I've got the following error when applying Terraform changes:

Error: creating IAM Policy (MyPolicyName): MalformedPolicyDocument: The policy failed legacy parsing

According to the AWS docs the policy for sts:AssumeRole should look like the following:

{
  "Version": "2012-10-17",
  "Statement": {
    "Effect": "Allow",
    "Action": "sts:AssumeRole",
    "Resource": "arn:aws:iam::account-id:role/Test*"
  }
}

It works that way in AWS Console and with AWS CLI (I have personally tried that in AWS Console and people on the Internet reported that it works in AWS CLI).

But not with Terraform!

The bug in the provider requires an array to be used for the Statement, like this:

{
  "Version": "2012-10-17",
  "Statement": [{
    "Effect": "Allow",
    "Action": "sts:AssumeRole",
    "Resource": "arn:aws:iam::account-id:role/Test*"
  }]
}

Regardless of a single statement being used in the policy.
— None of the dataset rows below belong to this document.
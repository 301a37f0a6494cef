use flockraft::replicator::*;
use flockraft::testing::*;
use flockraft::*;
use std::sync::Arc;
use std::time::Duration;
use tokio::net::TcpListener;

async fn serve(server: RaftServer) -> String {
    let listener = TcpListener::bind("127.0.0.1:0").await.unwrap();
    let addr = listener.local_addr().unwrap().to_string();
    tokio::spawn(async move {
        axum::serve(listener, create_raft_router(server)).await.unwrap();
    });
    addr
}

fn follower(state_machine: RecordingStateMachine) -> RaftServer {
    RaftServer::new(
        "follower",
        "follower",
        test_settings(),
        SledStorage::temporary().unwrap(),
        Box::new(state_machine),
        Arc::new(LocalTransporter::new()),
    )
    .unwrap()
}

#[tokio::test]
async fn test_rpcs_round_trip_over_http() {
    let state_machine = RecordingStateMachine::new();
    let server = follower(state_machine.clone());
    let peer = PeerInfo {
        name: "follower".to_string(),
        addr: serve(server.clone()).await,
    };
    let transporter = HttpTransporter::new(Duration::from_secs(2)).unwrap();

    let vote = transporter
        .send_vote_request(
            &peer,
            VoteRequest {
                term: 1,
                candidate_name: "leader".to_string(),
                last_log_index: 0,
                last_log_term: 0,
            },
        )
        .await
        .unwrap();
    assert!(vote.vote_granted);
    assert_eq!(vote.term, 1);

    let append = transporter
        .send_append_entries(
            &peer,
            AppendEntriesRequest {
                term: 1,
                leader_name: "leader".to_string(),
                prev_log_index: 0,
                prev_log_term: 0,
                entries: vec![
                    LogEntry::new(
                        1,
                        1,
                        Command::Join {
                            name: "leader".to_string(),
                            addr: "leader".to_string(),
                        },
                    ),
                    LogEntry::new(2, 1, Command::Payload(vec![7])),
                ],
                commit_index: 2,
            },
        )
        .await
        .unwrap();
    assert!(append.success);
    assert_eq!(append.index, 2);
    assert_eq!(append.commit_index, 2);
    assert_eq!(state_machine.applied(), vec![vec![7]]);

    let installed = transporter
        .send_snapshot_request(
            &peer,
            SnapshotRequest {
                term: 1,
                leader_name: "leader".to_string(),
                last_index: 5,
                last_term: 1,
                peers: vec![PeerInfo {
                    name: "leader".to_string(),
                    addr: "leader".to_string(),
                }],
                state: vec![0xAB, 0xCD],
            },
        )
        .await
        .unwrap();
    assert!(installed.success);
    assert_eq!(installed.commit_index, 5);
    assert_eq!(state_machine.recovered(), vec![vec![0xAB, 0xCD]]);

    let status = server.status().await;
    assert_eq!(status.leader.as_deref(), Some("leader"));
    assert_eq!(status.start_index, 5);
}

#[tokio::test]
async fn test_stopped_server_answers_with_error_status() {
    let server = follower(RecordingStateMachine::new());
    let peer = PeerInfo {
        name: "follower".to_string(),
        addr: serve(server.clone()).await,
    };
    server.stop().await;

    let transporter = HttpTransporter::new(Duration::from_secs(2)).unwrap();
    let err = transporter
        .send_vote_request(
            &peer,
            VoteRequest {
                term: 1,
                candidate_name: "leader".to_string(),
                last_log_index: 0,
                last_log_term: 0,
            },
        )
        .await
        .unwrap_err();
    assert!(matches!(err, TransportError::Http(_)), "{err:?}");
}

#[tokio::test]
async fn test_unreachable_peer() {
    // grab a free port, then close it again
    let addr = {
        let listener = TcpListener::bind("127.0.0.1:0").await.unwrap();
        listener.local_addr().unwrap().to_string()
    };
    let peer = PeerInfo {
        name: "gone".to_string(),
        addr,
    };

    let transporter = HttpTransporter::new(Duration::from_secs(2)).unwrap();
    let err = transporter
        .send_append_entries(
            &peer,
            AppendEntriesRequest {
                term: 1,
                leader_name: "leader".to_string(),
                prev_log_index: 0,
                prev_log_term: 0,
                entries: vec![],
                commit_index: 0,
            },
        )
        .await
        .unwrap_err();
    assert_eq!(err, TransportError::Unreachable("gone".to_string()));
}
//! In-process helpers for exercising clusters without sockets.
//!
//! `LocalTransporter` delivers RPCs by calling the target server directly and
//! can cut nodes off to simulate partitions. `RecordingStateMachine` keeps
//! every blob it sees so tests can assert on what was applied or recovered.

use crate::config::RaftSettings;
use crate::error::TransportError;
use crate::replicator::{
    AppendEntriesRequest, AppendEntriesResponse, RaftServer, SledStorage, SnapshotRequest,
    SnapshotResponse, StateMachine, Transporter, VoteRequest, VoteResponse,
};
use crate::types::{NodeId, NodeStatus, PeerInfo};
use async_trait::async_trait;
use std::collections::{HashMap, HashSet};
use std::sync::{Arc, Mutex, RwLock};
use std::time::Duration;

#[derive(Clone, Default)]
pub struct LocalTransporter {
    servers: Arc<RwLock<HashMap<NodeId, RaftServer>>>,
    isolated: Arc<RwLock<HashSet<NodeId>>>,
}

impl LocalTransporter {
    pub fn new() -> Self {
        Self::default()
    }

    pub fn register(&self, server: RaftServer) {
        if let Ok(mut servers) = self.servers.write() {
            servers.insert(server.name().to_string(), server);
        }
    }

    pub fn unregister(&self, name: &str) {
        if let Ok(mut servers) = self.servers.write() {
            servers.remove(name);
        }
    }

    /// Drops every message to or from `name` until [`LocalTransporter::heal`].
    pub fn isolate(&self, name: &str) {
        if let Ok(mut isolated) = self.isolated.write() {
            isolated.insert(name.to_string());
        }
    }

    pub fn heal(&self, name: &str) {
        if let Ok(mut isolated) = self.isolated.write() {
            isolated.remove(name);
        }
    }

    fn route(&self, from: &str, to: &PeerInfo) -> Result<RaftServer, TransportError> {
        let cut = self
            .isolated
            .read()
            .map(|isolated| isolated.contains(from) || isolated.contains(&to.name))
            .unwrap_or(true);
        if cut {
            return Err(TransportError::Unreachable(to.name.clone()));
        }
        self.servers
            .read()
            .ok()
            .and_then(|servers| servers.get(&to.name).cloned())
            .ok_or_else(|| TransportError::Unreachable(to.name.clone()))
    }
}

#[async_trait]
impl Transporter for LocalTransporter {
    async fn send_vote_request(
        &self,
        peer: &PeerInfo,
        req: VoteRequest,
    ) -> Result<VoteResponse, TransportError> {
        let server = self.route(&req.candidate_name, peer)?;
        server
            .request_vote(req)
            .await
            .map_err(|_| TransportError::Unreachable(peer.name.clone()))
    }

    async fn send_append_entries(
        &self,
        peer: &PeerInfo,
        req: AppendEntriesRequest,
    ) -> Result<AppendEntriesResponse, TransportError> {
        let server = self.route(&req.leader_name, peer)?;
        server
            .append_entries(req)
            .await
            .map_err(|_| TransportError::Unreachable(peer.name.clone()))
    }

    async fn send_snapshot_request(
        &self,
        peer: &PeerInfo,
        req: SnapshotRequest,
    ) -> Result<SnapshotResponse, TransportError> {
        let server = self.route(&req.leader_name, peer)?;
        server
            .snapshot_recovery(req)
            .await
            .map_err(|_| TransportError::Unreachable(peer.name.clone()))
    }
}

#[derive(Default)]
struct Recorded {
    applied: Vec<Vec<u8>>,
    recovered: Vec<Vec<u8>>,
    state: Option<Vec<u8>>,
    fail_save: bool,
    fail_recover: bool,
    fail_apply: bool,
}

/// State machine that remembers everything. `save` returns the configured
/// blob, or the concatenation of applied commands when none is set.
#[derive(Clone, Default)]
pub struct RecordingStateMachine {
    inner: Arc<Mutex<Recorded>>,
}

impl RecordingStateMachine {
    pub fn new() -> Self {
        Self::default()
    }

    pub fn with_state(state: Vec<u8>) -> Self {
        let sm = Self::default();
        sm.set_state(state);
        sm
    }

    fn lock(&self) -> std::sync::MutexGuard<'_, Recorded> {
        self.inner.lock().unwrap_or_else(|e| e.into_inner())
    }

    pub fn set_state(&self, state: Vec<u8>) {
        self.lock().state = Some(state);
    }

    pub fn applied(&self) -> Vec<Vec<u8>> {
        self.lock().applied.clone()
    }

    pub fn recovered(&self) -> Vec<Vec<u8>> {
        self.lock().recovered.clone()
    }

    pub fn fail_save(&self, fail: bool) {
        self.lock().fail_save = fail;
    }

    pub fn fail_recover(&self, fail: bool) {
        self.lock().fail_recover = fail;
    }

    pub fn fail_apply(&self, fail: bool) {
        self.lock().fail_apply = fail;
    }
}

impl StateMachine for RecordingStateMachine {
    fn save(&self) -> anyhow::Result<Vec<u8>> {
        let recorded = self.lock();
        if recorded.fail_save {
            anyhow::bail!("save refused");
        }
        Ok(recorded
            .state
            .clone()
            .unwrap_or_else(|| recorded.applied.concat()))
    }

    fn recover(&mut self, state: &[u8]) -> anyhow::Result<()> {
        let mut recorded = self.lock();
        if recorded.fail_recover {
            anyhow::bail!("recover refused");
        }
        recorded.recovered.push(state.to_vec());
        Ok(())
    }

    fn apply(&mut self, command: &[u8]) -> anyhow::Result<()> {
        let mut recorded = self.lock();
        if recorded.fail_apply {
            anyhow::bail!("apply refused");
        }
        recorded.applied.push(command.to_vec());
        Ok(())
    }
}

/// Timings short enough for tests to elect leaders in well under a second.
/// Automatic snapshots are off so tests decide when to compact.
pub fn test_settings() -> RaftSettings {
    RaftSettings {
        heartbeat_interval_ms: 20,
        election_timeout_min_ms: 150,
        election_timeout_max_ms: 300,
        rpc_timeout_ms: 200,
        command_timeout_ms: 2000,
        snapshot_threshold: 0,
        max_append_entries: 64,
    }
}

/// Polls `server` until `check` passes. Returns false on timeout.
pub async fn wait_until<F>(server: &RaftServer, timeout: Duration, check: F) -> bool
where
    F: Fn(&NodeStatus) -> bool,
{
    let deadline = tokio::time::Instant::now() + timeout;
    loop {
        if check(&server.status().await) {
            return true;
        }
        if tokio::time::Instant::now() >= deadline {
            return false;
        }
        tokio::time::sleep(Duration::from_millis(10)).await;
    }
}

/// Returns the first of `servers` that reports itself leader.
pub async fn wait_for_leader(servers: &[RaftServer], timeout: Duration) -> Option<RaftServer> {
    let deadline = tokio::time::Instant::now() + timeout;
    loop {
        for server in servers {
            if server.is_leader().await {
                return Some(server.clone());
            }
        }
        if tokio::time::Instant::now() >= deadline {
            return None;
        }
        tokio::time::sleep(Duration::from_millis(10)).await;
    }
}

/// Builds a server wired to `transporter`, registers it and starts its
/// ticker. The node name doubles as its address.
pub fn spawn_local_server<S>(
    name: &str,
    transporter: &LocalTransporter,
    state_machine: S,
    storage: SledStorage,
    settings: RaftSettings,
) -> crate::error::Result<RaftServer>
where
    S: StateMachine + 'static,
{
    let server = RaftServer::new(
        name,
        name,
        settings,
        storage,
        Box::new(state_machine),
        Arc::new(transporter.clone()),
    )?;
    transporter.register(server.clone());
    server.start();
    Ok(server)
}
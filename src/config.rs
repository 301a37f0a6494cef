use rand::Rng;
use serde::{Deserialize, Serialize};
use std::path::PathBuf;
use std::time::Duration;

#[derive(Debug, Clone, Serialize, Deserialize)]
#[serde(default)]
pub struct NodeConfig {
    pub node_name: Option<String>,

    pub bind_addr: String,
    pub bind_port: u16,
    pub advertise_addr: Option<String>,

    pub data_dir: PathBuf,

    /// Start a brand new cluster with this node as its only member.
    pub bootstrap: bool,
    /// Addresses of existing members to ask for admission.
    pub seeds: Vec<String>,

    pub raft: RaftSettings,
}

#[derive(Debug, Clone, Serialize, Deserialize, PartialEq, Eq)]
#[serde(default)]
pub struct RaftSettings {
    pub heartbeat_interval_ms: u64,
    pub election_timeout_min_ms: u64,
    pub election_timeout_max_ms: u64,
    pub rpc_timeout_ms: u64,
    pub command_timeout_ms: u64,
    /// Committed entries kept in the log before a snapshot is taken; 0 turns
    /// automatic snapshots off.
    pub snapshot_threshold: u64,
    pub max_append_entries: usize,
}

impl Default for NodeConfig {
    fn default() -> Self {
        Self {
            node_name: None,
            bind_addr: "0.0.0.0".to_string(),
            bind_port: 9100,
            advertise_addr: None,
            data_dir: PathBuf::from("/var/lib/flockraft"),
            bootstrap: false,
            seeds: Vec::new(),
            raft: RaftSettings::default(),
        }
    }
}

impl Default for RaftSettings {
    fn default() -> Self {
        Self {
            heartbeat_interval_ms: 50,
            election_timeout_min_ms: 300,
            election_timeout_max_ms: 600,
            rpc_timeout_ms: 1000,
            command_timeout_ms: 5000,
            snapshot_threshold: 1000,
            max_append_entries: 256,
        }
    }
}

impl RaftSettings {
    pub fn validate(&self) -> anyhow::Result<()> {
        if self.heartbeat_interval_ms == 0 {
            anyhow::bail!("heartbeat_interval_ms must be positive");
        }
        if self.election_timeout_min_ms <= self.heartbeat_interval_ms {
            anyhow::bail!("election_timeout_min_ms must exceed heartbeat_interval_ms");
        }
        if self.election_timeout_max_ms < self.election_timeout_min_ms {
            anyhow::bail!("election_timeout_max_ms must be >= election_timeout_min_ms");
        }
        if self.max_append_entries == 0 {
            anyhow::bail!("max_append_entries must be positive");
        }
        Ok(())
    }

    pub fn heartbeat_interval(&self) -> Duration {
        Duration::from_millis(self.heartbeat_interval_ms)
    }

    pub fn election_timeout_min(&self) -> Duration {
        Duration::from_millis(self.election_timeout_min_ms)
    }

    pub fn election_timeout_max(&self) -> Duration {
        Duration::from_millis(self.election_timeout_max_ms)
    }

    pub fn rpc_timeout(&self) -> Duration {
        Duration::from_millis(self.rpc_timeout_ms)
    }

    pub fn command_timeout(&self) -> Duration {
        Duration::from_millis(self.command_timeout_ms)
    }

    pub fn random_election_timeout(&self) -> Duration {
        let ms = rand::thread_rng()
            .gen_range(self.election_timeout_min_ms..=self.election_timeout_max_ms);
        Duration::from_millis(ms)
    }
}

impl NodeConfig {
    pub fn load(path: &PathBuf) -> anyhow::Result<Self> {
        let content = std::fs::read_to_string(path)?;
        let config: Self = toml::from_str(&content)?;
        config.raft.validate()?;
        Ok(config)
    }

    pub fn save(&self, path: &PathBuf) -> anyhow::Result<()> {
        let content = toml::to_string_pretty(self)?;
        std::fs::write(path, content)?;
        Ok(())
    }

    /// The configured name, or one generated on first start and kept in the
    /// data directory so the node keeps its identity across restarts.
    pub fn resolve_node_name(&self) -> anyhow::Result<String> {
        if let Some(name) = &self.node_name {
            return Ok(name.clone());
        }
        let path = self.data_dir.join("node_name");
        if path.exists() {
            return Ok(std::fs::read_to_string(&path)?.trim().to_string());
        }
        std::fs::create_dir_all(&self.data_dir)?;
        let name = uuid::Uuid::new_v4().to_string();
        std::fs::write(&path, &name)?;
        Ok(name)
    }

    pub fn effective_advertise_addr(&self) -> String {
        self.advertise_addr.clone().unwrap_or_else(|| {
            let host = hostname::get()
                .map(|h| h.to_string_lossy().to_string())
                .unwrap_or_else(|_| "localhost".to_string());
            format!("{}:{}", host, self.bind_port)
        })
    }

    pub fn listen_addr(&self) -> String {
        format!("{}:{}", self.bind_addr, self.bind_port)
    }
}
When I was trying to google the error without the Terraform keyword, the results were showing that I may be missing the Version statement, which I copied from AWS docs, or that it could be missing !Sub directive in my CloudFormation Stack, which I didn't have at all.

I hope you find that useful and if you are affected too, feel free to upvote the issue!